O evento, approved muito esperado entre os game-maníacos, no rx começou neste sábado. E o Distrito Federal está bem representado: ao todo, cialis 40mg 17 brasilienses chegaram às finais do WCG.
Rodrigo Nunes é um deles. Ele, que mora em Ceilândia e joga Need for Speed Carbono, tem boas chances de conquistar a prova: em 2006, Rodrigo foi vice-campeão da etapa brasileira e ficou em primeiro lugar no Pan-Americano. O brasiliense, que tem 17 anos, treina três horas por dia, apesar da implicância da mãe: “Ela costuma reclamar”, diz o garoto. Mas ele garante que o tempo de treino não atrapalha as notas na escola.
A concepção da World Cyber Games é da ICM, uma empresa coreana. Mas é a Samsung a principal organizadora do evento, que está na sua sétima edição – a quinta a incluir uma etapa brasileira. E o país vem fazendo bonito: no total de conquistas de todas as categorias, o Brasil é o oitavo do mundo e o primeiro das Américas.
Antes da final brasileira, foi disputada a etapa Pan-Americana do World Cyber Games.
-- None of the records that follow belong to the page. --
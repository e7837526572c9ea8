//! Error types for `winreg-helpers`
//!
//! Registry failures are classified into the conditions callers branch on
//! (`NotFound`, `AlreadyExists`, `InvalidName`) and a `Platform` catch-all that
//! carries the underlying OS error verbatim.
//!
//! Error variants use `#[source]` to preserve error chains.

use crate::registry::Root;
use std::io;
use thiserror::Error;

/// Simple error type for wrapping string messages while implementing `std::error::Error`
#[derive(Debug, Error)]
#[error("{0}")]
pub struct StringError(pub String);

impl StringError {
    /// Create a new `StringError` from a string message
    pub fn new(msg: impl Into<String>) -> Box<Self> {
        Box::new(Self(msg.into()))
    }
}

/// Main error type for registry association operations
#[derive(Debug, Error)]
pub enum AssocError {
    /// Requested key, class or extension does not exist
    #[error("Registry key not found: {0}")]
    NotFound(String),

    /// Registration without `overwrite` hit an existing key
    #[error("Registry key already exists: {0}")]
    AlreadyExists(String),

    /// Class or extension name cannot be used as a single key name
    #[error("Invalid class name: {0:?}")]
    InvalidName(String),

    /// Any other OS-level registry failure (permission denied, invalid handle, ...)
    #[error("Registry operation failed on `{path}`: {source}")]
    Platform {
        /// Path of the key the operation targeted
        path: String,
        /// Underlying OS error
        #[source]
        source: io::Error,
    },

    /// IO error outside the registry (manifest files, log directory)
    #[error("IO error: {0}")]
    IoError(#[from] io::Error),

    /// JSON serialization/deserialization error
    #[error("JSON error: {0}")]
    JsonError(#[from] serde_json::Error),

    /// Configuration error
    /// Preserves the underlying error source for full error chain transparency
    #[error("Configuration error: {0}")]
    ConfigError(#[source] Box<dyn std::error::Error + Send + Sync>),
}

impl AssocError {
    /// Classify a registry IO error raised while operating on `path`.
    pub fn from_registry(error: io::Error, path: &str) -> Self {
        match error.kind() {
            io::ErrorKind::NotFound => Self::NotFound(path.to_string()),
            io::ErrorKind::AlreadyExists => Self::AlreadyExists(path.to_string()),
            _ => Self::Platform {
                path: path.to_string(),
                source: error,
            },
        }
    }

    /// Qualify the key path carried by this error with the hive it lives in.
    #[must_use]
    pub fn under(self, root: Root) -> Self {
        let qualify = |path: String| format!("{}\\{path}", root.hive_name());
        match self {
            Self::NotFound(path) => Self::NotFound(qualify(path)),
            Self::AlreadyExists(path) => Self::AlreadyExists(qualify(path)),
            Self::Platform { path, source } => Self::Platform {
                path: qualify(path),
                source,
            },
            other => other,
        }
    }

    /// Whether this error reports a missing key.
    pub fn is_not_found(&self) -> bool {
        matches!(self, Self::NotFound(_))
    }
}

/// Result type alias for `winreg-helpers` operations
pub type Result<T> = std::result::Result<T, AssocError>;

#[cfg(test)]
mod tests {
    use super::*;

    #[test]
    fn test_error_display() {
        let error = AssocError::NotFound("Software\\Classes\\MyApp.Document".to_string());
        assert_eq!(
            error.to_string(),
            "Registry key not found: Software\\Classes\\MyApp.Document"
        );
    }

    #[test]
    fn test_from_registry_classifies_kinds() {
        let missing = io::Error::new(io::ErrorKind::NotFound, "gone");
        assert!(AssocError::from_registry(missing, "a").is_not_found());

        let denied = io::Error::new(io::ErrorKind::PermissionDenied, "denied");
        let error = AssocError::from_registry(denied, "a\\b");
        match error {
            AssocError::Platform { path, source } => {
                assert_eq!(path, "a\\b");
                assert_eq!(source.kind(), io::ErrorKind::PermissionDenied);
            }
            other => panic!("expected Platform, got {other:?}"),
        }
    }

    #[test]
    fn test_under_prefixes_hive_name() {
        let error = AssocError::AlreadyExists("Software\\Classes\\.foo".to_string()).under(Root::CurrentUser);
        assert_eq!(
            error.to_string(),
            "Registry key already exists: HKEY_CURRENT_USER\\Software\\Classes\\.foo"
        );

        let error = AssocError::InvalidName(String::new()).under(Root::AllUsers);
        assert!(matches!(error, AssocError::InvalidName(_)));
    }

    #[test]
    fn test_error_from_io() {
        let io_error = io::Error::new(io::ErrorKind::NotFound, "file not found");
        let error: AssocError = io_error.into();
        assert!(matches!(error, AssocError::IoError(_)));
    }

    #[test]
    fn test_config_error_keeps_source() {
        let error = AssocError::ConfigError(StringError::new("bad manifest"));
        assert_eq!(error.to_string(), "Configuration error: bad manifest");
        assert!(std::error::Error::source(&error).is_some());
    }
}
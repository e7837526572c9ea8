//! Extension association

use crate::assoc::{AssociationManager, Details, present_details, validate_extension, validate_name};
use crate::error::{AssocError, Result};
use crate::registry::{RegistryBackend, Root};
use std::io;
use tracing::{debug, info};

impl<B: RegistryBackend> AssociationManager<B> {
    /// Associate `extension` (e.g. `.foo`) with `fileclass`.
    ///
    /// The extension key's default value is set to the fileclass name, then each
    /// entry of `details` is written as a named value on the extension key
    /// (e.g. `Content Type`, `PerceivedType`); entries without a value are skipped.
    /// The fileclass itself is not checked for existence.
    pub fn register_extension(
        &self,
        extension: &str,
        fileclass: &str,
        details: &Details<'_>,
        root: Root,
        overwrite: bool,
    ) -> Result<()> {
        validate_extension(extension)?;
        validate_name(fileclass)?;
        let values = present_details(details)?;
        let path = root.class_path(extension);
        let root_key = self.backend.predef(root);

        self.prepare_target(&root_key, root, &path, overwrite)?;

        debug!("Create extension key for `{}\\{}`", root.hive_name(), path);
        let registry_error = |e: io::Error| AssocError::from_registry(e, &path).under(root);
        let extension_key = self
            .backend
            .create_subkey(&root_key, &path)
            .map_err(registry_error)?;
        self.backend
            .set_string(&extension_key, "", fileclass)
            .map_err(registry_error)?;

        for (name, value) in values {
            self.backend
                .set_string(&extension_key, name, value)
                .map_err(registry_error)?;
        }

        info!(
            "Associated `{}` with fileclass `{}` under {}",
            extension,
            fileclass,
            root.hive_name()
        );
        Ok(())
    }

    /// Name of the fileclass `extension` points at.
    ///
    /// Reads the extension key's default value, falling back to its first named
    /// value when no default is set.
    pub fn associated_fileclass(&self, extension: &str, root: Root) -> Result<String> {
        let key = self.get_class(extension, root)?;
        let path = root.class_path(extension);
        let registry_error = |e: io::Error| AssocError::from_registry(e, &path).under(root);

        match self.backend.get_string(&key, "") {
            Ok(fileclass) => Ok(fileclass),
            Err(e) if e.kind() == io::ErrorKind::NotFound => {
                let names = self.backend.value_names(&key).map_err(registry_error)?;
                let first = names
                    .first()
                    .ok_or_else(|| AssocError::NotFound(format!("{path}\\(Default)")).under(root))?;
                self.backend.get_string(&key, first).map_err(registry_error)
            }
            Err(e) => Err(registry_error(e)),
        }
    }

    /// Remove the association for `extension`.
    ///
    /// With `with_fileclass`, the fileclass the extension points at is removed
    /// first. That lookup is best-effort: a missing or broken association is
    /// logged and skipped. The extension key itself must exist.
    pub fn unregister_extension(&self, extension: &str, root: Root, with_fileclass: bool) -> Result<()> {
        validate_extension(extension)?;

        if with_fileclass {
            match self.associated_fileclass(extension, root) {
                Ok(fileclass) if fileclass.eq_ignore_ascii_case(extension) => {
                    debug!("`{}` points at itself, no separate fileclass to remove", extension);
                }
                Ok(fileclass) => {
                    if let Err(e) = self.unregister_fileclass(&fileclass, root) {
                        debug!("Fileclass `{}` of `{}` not removed: {}", fileclass, extension, e);
                    }
                }
                Err(e) => debug!("No fileclass to remove for `{}`: {}", extension, e),
            }
        }

        self.delete_class(extension, root)
    }
}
E o Brasil foi, pelo segundo ano consecutivo, o dono do primeiro lugar na premiação geral, com quatro medalhas de ouro e uma de bronze.
O perfil dos finalistas do WCG é bastante fácil de se identificar. São, na maioria, garotos que têm entre 15 e 18 anos. Nenhuma menina está entre os finalistas do torneio. E é difícil encontar um participante com mais de 20 anos. Apesar de os competidores levarem a sério o torneio (alguns contam com patrocínio), o ânimo dos gamers parece decair com o tempo. Como explica o vitorioso ceilandense Rodrigo Nunes: “Vou competir por mais dois anos. Depois, só vou jogar por diversão”.
A expectativa é que circulem pelo pavilhão do WCG cerca de 10 mil pessoas neste fim de semana. O maior movimento é esperado neste domingo, quando saem os campeões de todas as categorias. Dos 168 competidores brasileiros, 16 irão à final mundial em Seattle, nos Estados Unidos.